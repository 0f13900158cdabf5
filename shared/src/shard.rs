//! Shard bookkeeping shared by both repository flavours.
//!
//! Every repository keeps an `active_shard_map` of the shards it knows
//! about plus an optional `active_shard`, which must always name an entry of
//! the map.

use crate::channel::DoId;
use std::collections::HashMap;

#[derive(Debug, Clone, PartialEq, Eq)]
pub struct ShardDescriptor {
    pub do_id: DoId,
    pub name: String,
    pub available: bool,
}

impl ShardDescriptor {
    /// New shards start out unavailable until they finish starting up.
    pub fn new(do_id: DoId, name: impl Into<String>) -> Self {
        Self {
            do_id,
            name: name.into(),
            available: false,
        }
    }
}

#[derive(Debug, Clone, Default)]
pub struct ShardDirectory {
    active_shard_map: HashMap<DoId, ShardDescriptor>,
    active_shard: Option<DoId>,
}

impl ShardDirectory {
    pub fn new() -> Self {
        Self::default()
    }

    /// Inserts or replaces the descriptor for `descriptor.do_id`.
    pub fn insert(&mut self, descriptor: ShardDescriptor) {
        self.active_shard_map.insert(descriptor.do_id, descriptor);
    }

    /// Applies `update` to a known shard. Returns false for unknown ids.
    pub fn update<F>(&mut self, do_id: DoId, update: F) -> bool
    where
        F: FnOnce(&mut ShardDescriptor),
    {
        match self.active_shard_map.get_mut(&do_id) {
            Some(descriptor) => {
                update(descriptor);
                true
            }
            None => false,
        }
    }

    /// Removes a shard, clearing `active_shard` if it pointed at it.
    pub fn remove(&mut self, do_id: DoId) -> Option<ShardDescriptor> {
        let removed = self.active_shard_map.remove(&do_id)?;
        if self.active_shard == Some(do_id) {
            self.active_shard = None;
        }
        Some(removed)
    }

    /// Marks a known shard as the active one. Unknown ids are refused.
    pub fn select(&mut self, do_id: DoId) -> bool {
        if self.active_shard_map.contains_key(&do_id) {
            self.active_shard = Some(do_id);
            true
        } else {
            false
        }
    }

    pub fn clear(&mut self) {
        self.active_shard_map.clear();
        self.active_shard = None;
    }

    pub fn get(&self, do_id: DoId) -> Option<&ShardDescriptor> {
        self.active_shard_map.get(&do_id)
    }

    pub fn active_shard(&self) -> Option<&ShardDescriptor> {
        self.active_shard
            .and_then(|do_id| self.active_shard_map.get(&do_id))
    }

    pub fn active_shard_id(&self) -> Option<DoId> {
        self.active_shard
    }

    pub fn len(&self) -> usize {
        self.active_shard_map.len()
    }

    pub fn is_empty(&self) -> bool {
        self.active_shard_map.is_empty()
    }

    /// Descriptors sorted by `do_id`.
    pub fn shards(&self) -> Vec<&ShardDescriptor> {
        let mut shards: Vec<_> = self.active_shard_map.values().collect();
        shards.sort_by_key(|descriptor| descriptor.do_id);
        shards
    }

    pub fn has_available_shards(&self) -> bool {
        self.active_shard_map
            .values()
            .any(|descriptor| descriptor.available)
    }
}

#[cfg(test)]
mod tests {
    use super::*;

    #[test]
    fn test_has_available_shards_truth_table() {
        let mut directory = ShardDirectory::new();
        assert!(!directory.has_available_shards());

        directory.insert(ShardDescriptor::new(77, "Hacker Valley"));
        assert!(!directory.has_available_shards());

        directory.insert(ShardDescriptor::new(78, "Byte Beach"));
        directory.update(78, |shard| shard.available = true);
        assert!(directory.has_available_shards());

        directory.update(78, |shard| shard.available = false);
        assert!(!directory.has_available_shards());
    }

    #[test]
    fn test_update_unknown_shard() {
        let mut directory = ShardDirectory::new();
        assert!(!directory.update(5, |shard| shard.available = true));
        assert!(directory.is_empty());
    }

    #[test]
    fn test_active_shard_follows_removal() {
        let mut directory = ShardDirectory::new();
        assert!(!directory.select(77));

        directory.insert(ShardDescriptor::new(77, "Hacker Valley"));
        assert!(directory.select(77));
        assert_eq!(directory.active_shard().unwrap().name, "Hacker Valley");

        let removed = directory.remove(77).unwrap();
        assert_eq!(removed.do_id, 77);
        assert_eq!(directory.active_shard_id(), None);
        assert!(directory.remove(77).is_none());
    }

    #[test]
    fn test_removing_other_shard_keeps_active() {
        let mut directory = ShardDirectory::new();
        directory.insert(ShardDescriptor::new(1, "a"));
        directory.insert(ShardDescriptor::new(2, "b"));
        directory.select(1);

        directory.remove(2);
        assert_eq!(directory.active_shard_id(), Some(1));
        assert_eq!(directory.shards().len(), 1);
    }
}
•••
_What to produce_. Return each line of the entries that holds the string "shared".

_Task solution_.
filename shared/src/shard.rs
//! Shard bookkeeping shared by both repository flavours.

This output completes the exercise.